__Entries supplied__
┄┄┄┄┄┄

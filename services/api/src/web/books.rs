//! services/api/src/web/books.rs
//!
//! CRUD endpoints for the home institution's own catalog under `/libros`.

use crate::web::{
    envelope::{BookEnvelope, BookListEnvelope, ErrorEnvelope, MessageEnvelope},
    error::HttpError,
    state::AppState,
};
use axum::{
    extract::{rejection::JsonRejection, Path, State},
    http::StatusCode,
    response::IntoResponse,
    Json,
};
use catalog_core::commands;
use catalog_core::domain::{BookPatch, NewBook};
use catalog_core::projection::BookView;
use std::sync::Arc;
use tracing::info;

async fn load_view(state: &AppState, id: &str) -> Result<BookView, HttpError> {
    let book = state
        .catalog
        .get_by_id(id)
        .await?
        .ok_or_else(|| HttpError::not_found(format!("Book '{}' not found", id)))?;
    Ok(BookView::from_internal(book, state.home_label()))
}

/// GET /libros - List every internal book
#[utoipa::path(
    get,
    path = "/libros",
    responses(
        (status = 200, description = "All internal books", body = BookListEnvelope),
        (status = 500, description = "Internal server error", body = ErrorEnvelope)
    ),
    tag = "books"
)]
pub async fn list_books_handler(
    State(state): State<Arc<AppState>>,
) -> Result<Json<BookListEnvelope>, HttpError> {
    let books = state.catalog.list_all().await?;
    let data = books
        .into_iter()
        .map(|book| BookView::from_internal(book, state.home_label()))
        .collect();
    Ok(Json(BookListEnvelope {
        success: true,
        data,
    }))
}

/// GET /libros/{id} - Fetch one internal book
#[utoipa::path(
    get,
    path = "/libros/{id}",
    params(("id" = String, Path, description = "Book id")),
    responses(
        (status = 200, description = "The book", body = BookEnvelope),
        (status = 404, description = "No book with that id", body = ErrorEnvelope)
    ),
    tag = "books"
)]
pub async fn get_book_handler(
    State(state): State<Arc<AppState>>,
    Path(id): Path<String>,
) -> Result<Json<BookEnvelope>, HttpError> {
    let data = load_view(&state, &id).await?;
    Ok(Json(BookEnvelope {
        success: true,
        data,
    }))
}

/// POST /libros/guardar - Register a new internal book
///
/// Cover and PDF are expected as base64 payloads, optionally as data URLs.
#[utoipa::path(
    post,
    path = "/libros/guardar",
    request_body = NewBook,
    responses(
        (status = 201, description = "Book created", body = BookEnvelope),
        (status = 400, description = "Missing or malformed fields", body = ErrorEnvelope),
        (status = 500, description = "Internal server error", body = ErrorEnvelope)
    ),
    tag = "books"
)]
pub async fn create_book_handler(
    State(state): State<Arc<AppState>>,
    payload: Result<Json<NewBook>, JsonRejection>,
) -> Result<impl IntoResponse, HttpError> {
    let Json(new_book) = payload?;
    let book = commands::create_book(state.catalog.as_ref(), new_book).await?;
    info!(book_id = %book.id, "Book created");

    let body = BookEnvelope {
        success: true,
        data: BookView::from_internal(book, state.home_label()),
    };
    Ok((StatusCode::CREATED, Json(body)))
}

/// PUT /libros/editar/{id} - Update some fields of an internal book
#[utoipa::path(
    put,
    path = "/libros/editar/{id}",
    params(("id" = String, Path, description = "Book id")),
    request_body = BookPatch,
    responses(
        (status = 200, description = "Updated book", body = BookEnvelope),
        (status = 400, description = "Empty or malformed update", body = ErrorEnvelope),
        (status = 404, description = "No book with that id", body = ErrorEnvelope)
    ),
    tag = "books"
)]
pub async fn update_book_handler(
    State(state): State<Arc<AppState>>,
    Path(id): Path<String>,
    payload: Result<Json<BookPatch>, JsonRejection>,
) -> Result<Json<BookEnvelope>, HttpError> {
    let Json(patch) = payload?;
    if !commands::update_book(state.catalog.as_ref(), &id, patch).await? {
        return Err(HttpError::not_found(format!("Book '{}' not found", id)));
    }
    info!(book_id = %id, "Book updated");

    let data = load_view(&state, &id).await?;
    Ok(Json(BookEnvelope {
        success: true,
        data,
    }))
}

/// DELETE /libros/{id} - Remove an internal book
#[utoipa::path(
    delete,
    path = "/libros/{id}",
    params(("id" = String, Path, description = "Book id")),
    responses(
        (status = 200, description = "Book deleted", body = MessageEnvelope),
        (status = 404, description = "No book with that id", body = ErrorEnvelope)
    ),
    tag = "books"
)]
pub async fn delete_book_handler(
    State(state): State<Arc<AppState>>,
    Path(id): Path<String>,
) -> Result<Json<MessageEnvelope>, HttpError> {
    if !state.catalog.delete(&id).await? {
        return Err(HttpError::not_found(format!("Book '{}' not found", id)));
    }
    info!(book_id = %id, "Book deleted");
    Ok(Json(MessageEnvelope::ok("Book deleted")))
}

┄┄┄┄┄┄

Please output the listing above exactly, every line included.

filename services/api/src/web/books.rs
//! services/api/src/web/books.rs
//!
//! CRUD endpoints for the home institution's own catalog under `/libros`.

use crate::web::{
    envelope::{BookEnvelope, BookListEnvelope, ErrorEnvelope, MessageEnvelope},
    error::HttpError,
    state::AppState,
};
use axum::{
    extract::{rejection::JsonRejection, Path, State},
    http::StatusCode,
    response::IntoResponse,
    Json,
};
use catalog_core::commands;
use catalog_core::domain::{BookPatch, NewBook};
use catalog_core::projection::BookView;
use std::sync::Arc;
use tracing::info;

async fn load_view(state: &AppState, id: &str) -> Result<BookView, HttpError> {
    let book = state
        .catalog
        .get_by_id(id)
        .await?
        .ok_or_else(|| HttpError::not_found(format!("Book '{}' not found", id)))?;
    Ok(BookView::from_internal(book, state.home_label()))
}

/// GET /libros - List every internal book
#[utoipa::path(
    get,
    path = "/libros",
    responses(
        (status = 200, description = "All internal books", body = BookListEnvelope),
        (status = 500, description = "Internal server error", body = ErrorEnvelope)
    ),
    tag = "books"
)]
pub async fn list_books_handler(
    State(state): State<Arc<AppState>>,
) -> Result<Json<BookListEnvelope>, HttpError> {
    let books = state.catalog.list_all().await?;
    let data = books
        .into_iter()
        .map(|book| BookView::from_internal(book, state.home_label()))
        .collect();
    Ok(Json(BookListEnvelope {
        success: true,
        data,
    }))
}

/// GET /libros/{id} - Fetch one internal book
#[utoipa::path(
    get,
    path = "/libros/{id}",
    params(("id" = String, Path, description = "Book id")),
    responses(
        (status = 200, description = "The book", body = BookEnvelope),
        (status = 404, description = "No book with that id", body = ErrorEnvelope)
    ),
    tag = "books"
)]
pub async fn get_book_handler(
    State(state): State<Arc<AppState>>,
    Path(id): Path<String>,
) -> Result<Json<BookEnvelope>, HttpError> {
    let data = load_view(&state, &id).await?;
    Ok(Json(BookEnvelope {
        success: true,
        data,
    }))
}

/// POST /libros/guardar - Register a new internal book
///
/// Cover and PDF are expected as base64 payloads, optionally as data URLs.
#[utoipa::path(
    post,
    path = "/libros/guardar",
    request_body = NewBook,
    responses(
        (status = 201, description = "Book created", body = BookEnvelope),
        (status = 400, description = "Missing or malformed fields", body = ErrorEnvelope),
        (status = 500, description = "Internal server error", body = ErrorEnvelope)
    ),
    tag = "books"
)]
pub async fn create_book_handler(
    State(state): State<Arc<AppState>>,
    payload: Result<Json<NewBook>, JsonRejection>,
) -> Result<impl IntoResponse, HttpError> {
    let Json(new_book) = payload?;
    let book = commands::create_book(state.catalog.as_ref(), new_book).await?;
    info!(book_id = %book.id, "Book created");

    let body = BookEnvelope {
        success: true,
        data: BookView::from_internal(book, state.home_label()),
    };
    Ok((StatusCode::CREATED, Json(body)))
}

/// PUT /libros/editar/{id} - Update some fields of an internal book
#[utoipa::path(
    put,
    path = "/libros/editar/{id}",
    params(("id" = String, Path, description = "Book id")),
    request_body = BookPatch,
    responses(
        (status = 200, description = "Updated book", body = BookEnvelope),
        (status = 400, description = "Empty or malformed update", body = ErrorEnvelope),
        (status = 404, description = "No book with that id", body = ErrorEnvelope)
    ),
    tag = "books"
)]
pub async fn update_book_handler(
    State(state): State<Arc<AppState>>,
    Path(id): Path<String>,
    payload: Result<Json<BookPatch>, JsonRejection>,
) -> Result<Json<BookEnvelope>, HttpError> {
    let Json(patch) = payload?;
    if !commands::update_book(state.catalog.as_ref(), &id, patch).await? {
        return Err(HttpError::not_found(format!("Book '{}' not found", id)));
    }
    info!(book_id = %id, "Book updated");

    let data = load_view(&state, &id).await?;
    Ok(Json(BookEnvelope {
        success: true,
        data,
    }))
}

/// DELETE /libros/{id} - Remove an internal book
#[utoipa::path(
    delete,
    path = "/libros/{id}",
    params(("id" = String, Path, description = "Book id")),
    responses(
        (status = 200, description = "Book deleted", body = MessageEnvelope),
        (status = 404, description = "No book with that id", body = ErrorEnvelope)
    ),
    tag = "books"
)]
pub async fn delete_book_handler(
    State(state): State<Arc<AppState>>,
    Path(id): Path<String>,
) -> Result<Json<MessageEnvelope>, HttpError> {
    if !state.catalog.delete(&id).await? {
        return Err(HttpError::not_found(format!("Book '{}' not found", id)));
    }
    info!(book_id = %id, "Book deleted");
    Ok(Json(MessageEnvelope::ok("Book deleted")))
}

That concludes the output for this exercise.